When I was in therapy, there was always a more or less constant flow of emails between the Ts and myself, sometimes a lot other times more scarce but rarely a week without emailing. They also quite clearly had ambivalent feelings about it but never stopped responding completely until I did towards the end. I doubt that I would ever have the urge to email like that with a professional service provider again because it never enhanced anything, more the opposite. It did sink in finally and I just completely lost the desire to do it. But it took years... I had a history of similar behavior with others as well (e.g. colleagues, which was sometimes the worst as it affected my work) for years before the Ts and there was one case somewhat also after, with a lawyer I hired. Definitely a long-standing pattern that started with a pretty controversial professional connection-turned-romantic-partner in my mid 30's and then spread out like the plague.

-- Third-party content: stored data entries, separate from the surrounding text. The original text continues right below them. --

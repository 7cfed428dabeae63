//! Per-run tallies.

use serde::Serialize;

use crate::store::ActionRecord;
use crate::triage::Disposition;

/// What a run did. Returned even when nothing was pending.
#[derive(Debug, Clone, Copy, Default, PartialEq, Eq, Serialize)]
pub struct RunSummary {
    pub processed: usize,
    pub kept: usize,
    pub promotional: usize,
    pub trashed: usize,
    /// Messages whose final action differs from the recommendation.
    pub overridden: usize,
}

impl RunSummary {
    pub fn record(&mut self, record: &ActionRecord) {
        self.processed += 1;
        match record.final_action {
            Disposition::Keep => self.kept += 1,
            Disposition::Promotional => self.promotional += 1,
            Disposition::Trash => self.trashed += 1,
        }
        if record.was_overridden() {
            self.overridden += 1;
        }
    }

    pub fn is_empty(&self) -> bool {
        self.processed == 0
    }
}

It was very hard to stop indeed but now I've been free for a good while and the max I do to act on some remnants sometimes is posting on forums like this. But without much internal obsession, compulsion and ambivalence now - it was a torture for me as well, for years. For me it only manifested as virtual communication, I never felt obsessive and needy when I interacted with people in person. Interesting story but I really had enough, it was very draining at times and a huge distraction. Probably the most useful lesson I learned from it, which was always part of it during those years, is that I should not allow myself to be so socially deprived and isolated, also other lifestyle and environmental conditions that are not suitable for me. That's when I sought those poor substitutes, which just made everything worse for me. Also that putting all my energy into one person at any given time is the worst strategy for me. It was not hard to understand but very hard to stop and change the pattern. It definitely had some roots in my relationship with my father but with him, it never got extreme the way I did with others (who were all males). Interestingly, now I have quite minimal interest to develop anything super intense with a single individual (that was a life-long thing) and prefer groups and more balanced interactions that are productive in other ways. It's been a great relief but there was no sharp awakening or turning point if any kind, more a gradual, slow process. My second T's style helped a bit because he did not engage the way pretty much everyone had in the past. He never completely stop responding either but remained quite minimalistic, which was a good thing. We even continued scarcely for a while after I stopped seeing/paying him but eventually it seemed to have run its course and I never had the urge since. That was one thing I found helpful in therapy. The closest from the psych literature I can relate my process is a behavioral extinction (losing the desire in the absence of reinforcement). I know very well it does not work for many people but it had worked for me in other contexts as well, so not a huge surprise in relation to these virtual interactions. I actually figured out what was happening quite some time before I stopped therapy and told my last T about the extinction idea and that I found his non-engagement super helpful. Not pleasant in the moment but helpful for the sake of a bigger goal.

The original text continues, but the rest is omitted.